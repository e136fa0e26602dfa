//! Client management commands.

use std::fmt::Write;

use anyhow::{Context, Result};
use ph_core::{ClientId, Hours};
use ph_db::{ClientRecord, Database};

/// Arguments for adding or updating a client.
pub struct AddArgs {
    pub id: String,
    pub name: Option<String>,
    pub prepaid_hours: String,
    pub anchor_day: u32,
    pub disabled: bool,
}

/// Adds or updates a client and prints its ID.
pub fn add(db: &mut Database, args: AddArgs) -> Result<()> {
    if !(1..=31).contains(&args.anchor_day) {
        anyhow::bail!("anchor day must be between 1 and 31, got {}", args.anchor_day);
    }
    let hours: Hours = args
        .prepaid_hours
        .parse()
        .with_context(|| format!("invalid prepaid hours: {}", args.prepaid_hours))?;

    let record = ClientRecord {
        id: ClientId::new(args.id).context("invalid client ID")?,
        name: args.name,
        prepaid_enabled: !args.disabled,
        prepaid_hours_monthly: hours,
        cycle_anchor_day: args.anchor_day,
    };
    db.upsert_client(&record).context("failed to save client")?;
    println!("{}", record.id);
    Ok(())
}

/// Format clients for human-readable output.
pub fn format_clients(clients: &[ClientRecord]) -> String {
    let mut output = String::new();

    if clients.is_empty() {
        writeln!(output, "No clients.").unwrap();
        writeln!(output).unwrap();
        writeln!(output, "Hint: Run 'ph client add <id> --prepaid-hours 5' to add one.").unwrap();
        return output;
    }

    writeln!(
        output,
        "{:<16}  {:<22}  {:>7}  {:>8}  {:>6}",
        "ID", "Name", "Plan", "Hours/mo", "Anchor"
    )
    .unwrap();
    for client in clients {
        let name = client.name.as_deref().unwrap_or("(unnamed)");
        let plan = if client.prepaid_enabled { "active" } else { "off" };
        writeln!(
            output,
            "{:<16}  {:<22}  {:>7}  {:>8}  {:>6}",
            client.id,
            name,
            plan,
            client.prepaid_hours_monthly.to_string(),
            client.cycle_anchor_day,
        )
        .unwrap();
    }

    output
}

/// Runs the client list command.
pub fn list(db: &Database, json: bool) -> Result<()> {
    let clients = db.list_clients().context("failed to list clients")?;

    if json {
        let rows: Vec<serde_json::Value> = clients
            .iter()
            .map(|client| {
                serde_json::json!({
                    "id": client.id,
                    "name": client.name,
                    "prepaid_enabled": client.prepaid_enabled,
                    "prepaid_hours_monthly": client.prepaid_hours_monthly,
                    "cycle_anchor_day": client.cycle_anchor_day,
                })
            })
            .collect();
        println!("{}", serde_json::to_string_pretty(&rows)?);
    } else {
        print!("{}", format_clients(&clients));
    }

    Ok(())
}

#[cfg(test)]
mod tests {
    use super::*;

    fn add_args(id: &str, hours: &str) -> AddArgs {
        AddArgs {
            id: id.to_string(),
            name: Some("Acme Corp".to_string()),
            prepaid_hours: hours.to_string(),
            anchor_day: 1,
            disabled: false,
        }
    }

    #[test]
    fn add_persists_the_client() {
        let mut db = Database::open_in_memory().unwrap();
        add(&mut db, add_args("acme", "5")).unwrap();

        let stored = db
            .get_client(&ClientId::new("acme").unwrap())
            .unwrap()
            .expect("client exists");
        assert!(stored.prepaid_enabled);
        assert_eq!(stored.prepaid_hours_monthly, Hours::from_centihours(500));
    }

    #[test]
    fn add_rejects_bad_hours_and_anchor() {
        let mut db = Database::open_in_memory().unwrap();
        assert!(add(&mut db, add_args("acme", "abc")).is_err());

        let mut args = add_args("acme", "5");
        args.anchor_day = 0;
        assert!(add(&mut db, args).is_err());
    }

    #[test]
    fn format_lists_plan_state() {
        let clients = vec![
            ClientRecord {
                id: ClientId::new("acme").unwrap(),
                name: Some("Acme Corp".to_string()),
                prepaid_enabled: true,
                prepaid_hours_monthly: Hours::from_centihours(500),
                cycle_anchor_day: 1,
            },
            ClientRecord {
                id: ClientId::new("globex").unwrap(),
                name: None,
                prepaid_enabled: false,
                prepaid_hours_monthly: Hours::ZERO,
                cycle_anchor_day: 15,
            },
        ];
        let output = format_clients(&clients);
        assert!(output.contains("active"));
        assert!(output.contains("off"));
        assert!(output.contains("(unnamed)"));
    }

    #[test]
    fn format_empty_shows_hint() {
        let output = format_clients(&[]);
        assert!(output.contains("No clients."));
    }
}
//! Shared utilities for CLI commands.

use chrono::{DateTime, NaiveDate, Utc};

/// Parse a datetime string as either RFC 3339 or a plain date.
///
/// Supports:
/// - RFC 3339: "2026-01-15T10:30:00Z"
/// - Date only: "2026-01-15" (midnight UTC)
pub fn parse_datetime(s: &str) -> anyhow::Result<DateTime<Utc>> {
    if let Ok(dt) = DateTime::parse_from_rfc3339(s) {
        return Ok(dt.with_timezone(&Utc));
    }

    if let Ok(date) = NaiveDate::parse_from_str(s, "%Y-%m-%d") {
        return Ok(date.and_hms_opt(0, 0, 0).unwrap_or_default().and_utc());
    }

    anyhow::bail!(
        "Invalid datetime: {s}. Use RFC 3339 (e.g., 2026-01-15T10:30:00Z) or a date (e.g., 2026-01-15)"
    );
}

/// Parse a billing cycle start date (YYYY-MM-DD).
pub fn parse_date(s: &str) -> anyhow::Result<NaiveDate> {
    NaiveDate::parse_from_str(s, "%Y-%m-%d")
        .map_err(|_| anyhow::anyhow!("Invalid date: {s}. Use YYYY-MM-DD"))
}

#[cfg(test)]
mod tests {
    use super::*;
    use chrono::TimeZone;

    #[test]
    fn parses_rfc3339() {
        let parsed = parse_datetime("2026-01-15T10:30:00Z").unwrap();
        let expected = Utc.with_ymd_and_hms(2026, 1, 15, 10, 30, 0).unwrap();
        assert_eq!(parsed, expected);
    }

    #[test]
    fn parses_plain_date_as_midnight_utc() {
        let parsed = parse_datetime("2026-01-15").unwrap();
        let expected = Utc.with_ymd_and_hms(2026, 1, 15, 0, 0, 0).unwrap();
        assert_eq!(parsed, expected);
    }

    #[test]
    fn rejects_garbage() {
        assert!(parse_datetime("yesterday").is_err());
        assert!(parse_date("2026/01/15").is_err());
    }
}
───
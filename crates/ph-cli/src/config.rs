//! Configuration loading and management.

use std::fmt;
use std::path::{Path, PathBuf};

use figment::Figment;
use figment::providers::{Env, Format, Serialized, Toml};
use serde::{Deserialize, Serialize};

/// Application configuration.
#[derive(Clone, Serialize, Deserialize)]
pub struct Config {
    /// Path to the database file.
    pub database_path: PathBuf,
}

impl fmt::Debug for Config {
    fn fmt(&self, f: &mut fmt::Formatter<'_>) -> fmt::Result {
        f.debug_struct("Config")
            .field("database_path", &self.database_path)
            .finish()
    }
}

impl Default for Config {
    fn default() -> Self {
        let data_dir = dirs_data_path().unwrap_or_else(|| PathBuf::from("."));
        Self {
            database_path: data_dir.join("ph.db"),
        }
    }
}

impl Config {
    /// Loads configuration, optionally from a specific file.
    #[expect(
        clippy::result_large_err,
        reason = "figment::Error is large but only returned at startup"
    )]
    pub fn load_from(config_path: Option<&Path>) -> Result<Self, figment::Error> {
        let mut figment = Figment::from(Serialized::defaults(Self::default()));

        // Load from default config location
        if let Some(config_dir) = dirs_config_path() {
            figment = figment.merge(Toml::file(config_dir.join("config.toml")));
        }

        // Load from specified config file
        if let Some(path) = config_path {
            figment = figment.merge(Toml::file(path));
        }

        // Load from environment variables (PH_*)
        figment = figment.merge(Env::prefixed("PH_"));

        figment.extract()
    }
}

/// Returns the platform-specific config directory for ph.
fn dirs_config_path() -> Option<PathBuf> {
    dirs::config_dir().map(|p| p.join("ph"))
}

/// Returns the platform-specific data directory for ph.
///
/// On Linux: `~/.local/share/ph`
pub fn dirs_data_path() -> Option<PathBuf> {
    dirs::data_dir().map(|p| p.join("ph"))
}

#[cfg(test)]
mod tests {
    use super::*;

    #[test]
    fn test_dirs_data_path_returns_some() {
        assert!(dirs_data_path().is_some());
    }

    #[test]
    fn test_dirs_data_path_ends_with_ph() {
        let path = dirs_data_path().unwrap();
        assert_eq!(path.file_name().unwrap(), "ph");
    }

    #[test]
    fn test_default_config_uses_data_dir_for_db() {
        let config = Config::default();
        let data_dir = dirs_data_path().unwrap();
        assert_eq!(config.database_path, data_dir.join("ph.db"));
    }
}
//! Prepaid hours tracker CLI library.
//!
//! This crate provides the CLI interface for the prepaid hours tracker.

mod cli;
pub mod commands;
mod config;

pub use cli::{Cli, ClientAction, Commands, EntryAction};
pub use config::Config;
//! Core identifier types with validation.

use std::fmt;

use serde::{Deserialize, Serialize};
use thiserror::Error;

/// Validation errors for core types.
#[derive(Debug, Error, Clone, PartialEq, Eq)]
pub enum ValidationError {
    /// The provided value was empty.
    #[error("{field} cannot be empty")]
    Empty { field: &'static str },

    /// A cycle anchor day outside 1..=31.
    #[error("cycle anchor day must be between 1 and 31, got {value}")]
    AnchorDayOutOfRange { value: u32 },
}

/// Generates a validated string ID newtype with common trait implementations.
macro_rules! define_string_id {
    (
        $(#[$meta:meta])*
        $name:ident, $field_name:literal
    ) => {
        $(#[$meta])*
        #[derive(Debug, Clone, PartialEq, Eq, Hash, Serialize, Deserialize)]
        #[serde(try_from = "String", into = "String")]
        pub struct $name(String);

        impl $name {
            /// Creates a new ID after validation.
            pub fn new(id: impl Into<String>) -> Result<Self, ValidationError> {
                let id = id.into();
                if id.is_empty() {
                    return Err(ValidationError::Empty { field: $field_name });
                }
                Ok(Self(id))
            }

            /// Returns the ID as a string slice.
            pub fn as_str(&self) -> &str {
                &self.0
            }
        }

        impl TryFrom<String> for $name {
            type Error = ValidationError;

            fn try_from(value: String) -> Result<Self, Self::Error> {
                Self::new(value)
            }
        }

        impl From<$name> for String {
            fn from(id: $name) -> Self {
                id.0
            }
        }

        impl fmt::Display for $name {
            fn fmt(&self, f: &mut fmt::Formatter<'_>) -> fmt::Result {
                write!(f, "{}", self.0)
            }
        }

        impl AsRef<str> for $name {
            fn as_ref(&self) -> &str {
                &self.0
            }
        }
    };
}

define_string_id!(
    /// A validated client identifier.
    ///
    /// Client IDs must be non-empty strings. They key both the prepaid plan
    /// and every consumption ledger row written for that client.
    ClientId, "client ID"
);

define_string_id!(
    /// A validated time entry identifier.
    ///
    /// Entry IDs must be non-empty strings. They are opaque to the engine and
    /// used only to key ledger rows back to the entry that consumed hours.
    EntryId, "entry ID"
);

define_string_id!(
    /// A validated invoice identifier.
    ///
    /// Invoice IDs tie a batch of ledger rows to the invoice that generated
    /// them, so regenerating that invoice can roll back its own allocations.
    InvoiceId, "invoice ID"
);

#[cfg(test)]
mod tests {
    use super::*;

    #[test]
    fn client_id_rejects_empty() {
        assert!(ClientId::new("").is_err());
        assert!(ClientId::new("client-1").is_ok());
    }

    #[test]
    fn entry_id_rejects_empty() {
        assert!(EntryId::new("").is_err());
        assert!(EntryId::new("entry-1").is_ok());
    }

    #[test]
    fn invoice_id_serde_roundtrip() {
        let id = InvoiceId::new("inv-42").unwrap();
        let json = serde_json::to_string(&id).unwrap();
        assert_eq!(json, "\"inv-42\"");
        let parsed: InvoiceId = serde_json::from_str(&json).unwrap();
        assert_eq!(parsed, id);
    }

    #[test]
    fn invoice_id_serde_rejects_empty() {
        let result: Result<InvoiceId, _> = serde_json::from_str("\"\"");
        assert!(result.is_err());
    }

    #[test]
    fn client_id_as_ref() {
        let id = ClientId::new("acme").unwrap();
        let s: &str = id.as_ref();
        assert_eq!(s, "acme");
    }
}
───
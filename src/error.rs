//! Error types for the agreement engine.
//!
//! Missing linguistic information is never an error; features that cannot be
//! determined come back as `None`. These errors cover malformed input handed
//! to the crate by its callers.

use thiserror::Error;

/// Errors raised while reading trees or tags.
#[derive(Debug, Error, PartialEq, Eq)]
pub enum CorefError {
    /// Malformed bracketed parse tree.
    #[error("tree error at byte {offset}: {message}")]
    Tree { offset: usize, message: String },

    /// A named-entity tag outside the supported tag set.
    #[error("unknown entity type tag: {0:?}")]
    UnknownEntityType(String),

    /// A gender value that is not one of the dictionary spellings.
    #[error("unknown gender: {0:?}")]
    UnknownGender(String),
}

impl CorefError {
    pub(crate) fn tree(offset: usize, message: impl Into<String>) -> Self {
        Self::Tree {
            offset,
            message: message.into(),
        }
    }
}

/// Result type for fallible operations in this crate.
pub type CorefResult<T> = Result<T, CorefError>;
───
• [Assigned task]: Where does the string "tracker" appear in the records above? Return every line that holds it.

• [Answer to this task]:
//! Prepaid hours tracker CLI library.
//! This crate provides the CLI interface for the prepaid hours tracker.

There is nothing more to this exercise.